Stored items
★ ★ ★ ★ ★ ★ ★

use actix_web::http::{header, StatusCode};
use actix_web::{HttpResponse, ResponseError};
use serde::Serialize;
use std::collections::BTreeMap;
use thiserror::Error;

use crate::db::StoreError;
use crate::utils::jwt::AuthError;

pub const REQUIRED: &str = "This field is required.";
pub const BLANK: &str = "This field may not be blank.";
pub const NULL: &str = "This field may not be null.";
pub const NOT_FOUND: &str = "Not found.";
pub const SERVER_ERROR: &str = "A server error occurred.";

/// Per-field validation messages, serialized as `{field: [messages]}`.
#[derive(Debug, Default, Clone, PartialEq, Serialize)]
#[serde(transparent)]
pub struct FieldErrors(BTreeMap<String, Vec<String>>);

impl FieldErrors {
    pub fn new() -> Self {
        Self::default()
    }

    pub fn single(field: &str, message: impl Into<String>) -> Self {
        let mut errors = Self::new();
        errors.add(field, message);
        errors
    }

    pub fn add(&mut self, field: &str, message: impl Into<String>) {
        self.0.entry(field.to_string()).or_default().push(message.into());
    }

    pub fn has(&self, field: &str) -> bool {
        self.0.contains_key(field)
    }

    pub fn get(&self, field: &str) -> Option<&[String]> {
        self.0.get(field).map(Vec::as_slice)
    }

    pub fn is_empty(&self) -> bool {
        self.0.is_empty()
    }

    pub fn into_result(self) -> Result<(), AppError> {
        if self.is_empty() {
            Ok(())
        } else {
            Err(AppError::Validation(self))
        }
    }
}

#[derive(Debug, Error)]
pub enum AppError {
    #[error("Validation failed: {0:?}")]
    Validation(FieldErrors),
    #[error("Bad Request: {0}")]
    BadRequest(String),
    #[error("Parse Error: {0}")]
    ParseError(String),
    #[error("Unauthorized: {0}")]
    Unauthorized(#[from] AuthError),
    #[error("Not Found: {0}")]
    NotFound(String),
    #[error("Internal Server Error: {0}")]
    InternalServerError(String),
    #[error("Database Error: {0}")]
    DatabaseError(String),
}

#[derive(Serialize)]
struct ErrorResponse<'a> {
    detail: &'a str,
}

#[derive(Serialize)]
struct NonFieldErrorResponse<'a> {
    non_field_errors: [&'a str; 1],
}

impl From<StoreError> for AppError {
    fn from(err: StoreError) -> Self {
        match err {
            StoreError::NotFound => AppError::NotFound(NOT_FOUND.to_string()),
            StoreError::DuplicateEmail => AppError::Validation(FieldErrors::single(
                "email",
                "employee with this email already exists.",
            )),
            StoreError::DuplicateUsername => AppError::Validation(FieldErrors::single(
                "username",
                "A user with that username already exists.",
            )),
            StoreError::Database(err) => AppError::DatabaseError(err.to_string()),
        }
    }
}

impl ResponseError for AppError {
    fn status_code(&self) -> StatusCode {
        match self {
            AppError::Validation(_) | AppError::BadRequest(_) | AppError::ParseError(_) => {
                StatusCode::BAD_REQUEST
            }
            AppError::Unauthorized(_) => StatusCode::UNAUTHORIZED,
            AppError::NotFound(_) => StatusCode::NOT_FOUND,
            AppError::InternalServerError(_) | AppError::DatabaseError(_) => {
                StatusCode::INTERNAL_SERVER_ERROR
            }
        }
    }

    fn error_response(&self) -> HttpResponse {
        match self {
            AppError::Validation(errors) => HttpResponse::BadRequest().json(errors),
            AppError::BadRequest(msg) => HttpResponse::BadRequest().json(NonFieldErrorResponse {
                non_field_errors: [msg.as_str()],
            }),
            AppError::ParseError(msg) => HttpResponse::BadRequest().json(ErrorResponse { detail: msg }),
            AppError::Unauthorized(err) => HttpResponse::Unauthorized()
                .insert_header((header::WWW_AUTHENTICATE, "JWT realm=\"api\""))
                .json(ErrorResponse { detail: &err.to_string() }),
            AppError::NotFound(msg) => HttpResponse::NotFound().json(ErrorResponse { detail: msg }),
            AppError::InternalServerError(msg) | AppError::DatabaseError(msg) => {
                log::error!("{}", msg);
                HttpResponse::InternalServerError().json(ErrorResponse { detail: SERVER_ERROR })
            }
        }
    }
}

★ ★ ★ ★ ★ ★ ★

Retype the data precisely.

(TASK OUTPUT)
use actix_web::http::{header, StatusCode};
use actix_web::{HttpResponse, ResponseError};
use serde::Serialize;
use std::collections::BTreeMap;
use thiserror::Error;

use crate::db::StoreError;
use crate::utils::jwt::AuthError;

pub const REQUIRED: &str = "This field is required.";
pub const BLANK: &str = "This field may not be blank.";
pub const NULL: &str = "This field may not be null.";
pub const NOT_FOUND: &str = "Not found.";
pub const SERVER_ERROR: &str = "A server error occurred.";

/// Per-field validation messages, serialized as `{field: [messages]}`.
#[derive(Debug, Default, Clone, PartialEq, Serialize)]
#[serde(transparent)]
pub struct FieldErrors(BTreeMap<String, Vec<String>>);

impl FieldErrors {
    pub fn new() -> Self {
        Self::default()
    }

    pub fn single(field: &str, message: impl Into<String>) -> Self {
        let mut errors = Self::new();
        errors.add(field, message);
        errors
    }

    pub fn add(&mut self, field: &str, message: impl Into<String>) {
        self.0.entry(field.to_string()).or_default().push(message.into());
    }

    pub fn has(&self, field: &str) -> bool {
        self.0.contains_key(field)
    }

    pub fn get(&self, field: &str) -> Option<&[String]> {
        self.0.get(field).map(Vec::as_slice)
    }

    pub fn is_empty(&self) -> bool {
        self.0.is_empty()
    }

    pub fn into_result(self) -> Result<(), AppError> {
        if self.is_empty() {
            Ok(())
        } else {
            Err(AppError::Validation(self))
        }
    }
}

#[derive(Debug, Error)]
pub enum AppError {
    #[error("Validation failed: {0:?}")]
    Validation(FieldErrors),
    #[error("Bad Request: {0}")]
    BadRequest(String),
    #[error("Parse Error: {0}")]
    ParseError(String),
    #[error("Unauthorized: {0}")]
    Unauthorized(#[from] AuthError),
    #[error("Not Found: {0}")]
    NotFound(String),
    #[error("Internal Server Error: {0}")]
    InternalServerError(String),
    #[error("Database Error: {0}")]
    DatabaseError(String),
}

#[derive(Serialize)]
struct ErrorResponse<'a> {
    detail: &'a str,
}

#[derive(Serialize)]
struct NonFieldErrorResponse<'a> {
    non_field_errors: [&'a str; 1],
}

impl From<StoreError> for AppError {
    fn from(err: StoreError) -> Self {
        match err {
            StoreError::NotFound => AppError::NotFound(NOT_FOUND.to_string()),
            StoreError::DuplicateEmail => AppError::Validation(FieldErrors::single(
                "email",
                "employee with this email already exists.",
            )),
            StoreError::DuplicateUsername => AppError::Validation(FieldErrors::single(
                "username",
                "A user with that username already exists.",
            )),
            StoreError::Database(err) => AppError::DatabaseError(err.to_string()),
        }
    }
}

impl ResponseError for AppError {
    fn status_code(&self) -> StatusCode {
        match self {
            AppError::Validation(_) | AppError::BadRequest(_) | AppError::ParseError(_) => {
                StatusCode::BAD_REQUEST
            }
            AppError::Unauthorized(_) => StatusCode::UNAUTHORIZED,
            AppError::NotFound(_) => StatusCode::NOT_FOUND,
            AppError::InternalServerError(_) | AppError::DatabaseError(_) => {
                StatusCode::INTERNAL_SERVER_ERROR
            }
        }
    }

    fn error_response(&self) -> HttpResponse {
        match self {
            AppError::Validation(errors) => HttpResponse::BadRequest().json(errors),
            AppError::BadRequest(msg) => HttpResponse::BadRequest().json(NonFieldErrorResponse {
                non_field_errors: [msg.as_str()],
            }),
            AppError::ParseError(msg) => HttpResponse::BadRequest().json(ErrorResponse { detail: msg }),
            AppError::Unauthorized(err) => HttpResponse::Unauthorized()
                .insert_header((header::WWW_AUTHENTICATE, "JWT realm=\"api\""))
                .json(ErrorResponse { detail: &err.to_string() }),
            AppError::NotFound(msg) => HttpResponse::NotFound().json(ErrorResponse { detail: msg }),
            AppError::InternalServerError(msg) | AppError::DatabaseError(msg) => {
                log::error!("{}", msg);
                HttpResponse::InternalServerError().json(ErrorResponse { detail: SERVER_ERROR })
            }
        }
    }
}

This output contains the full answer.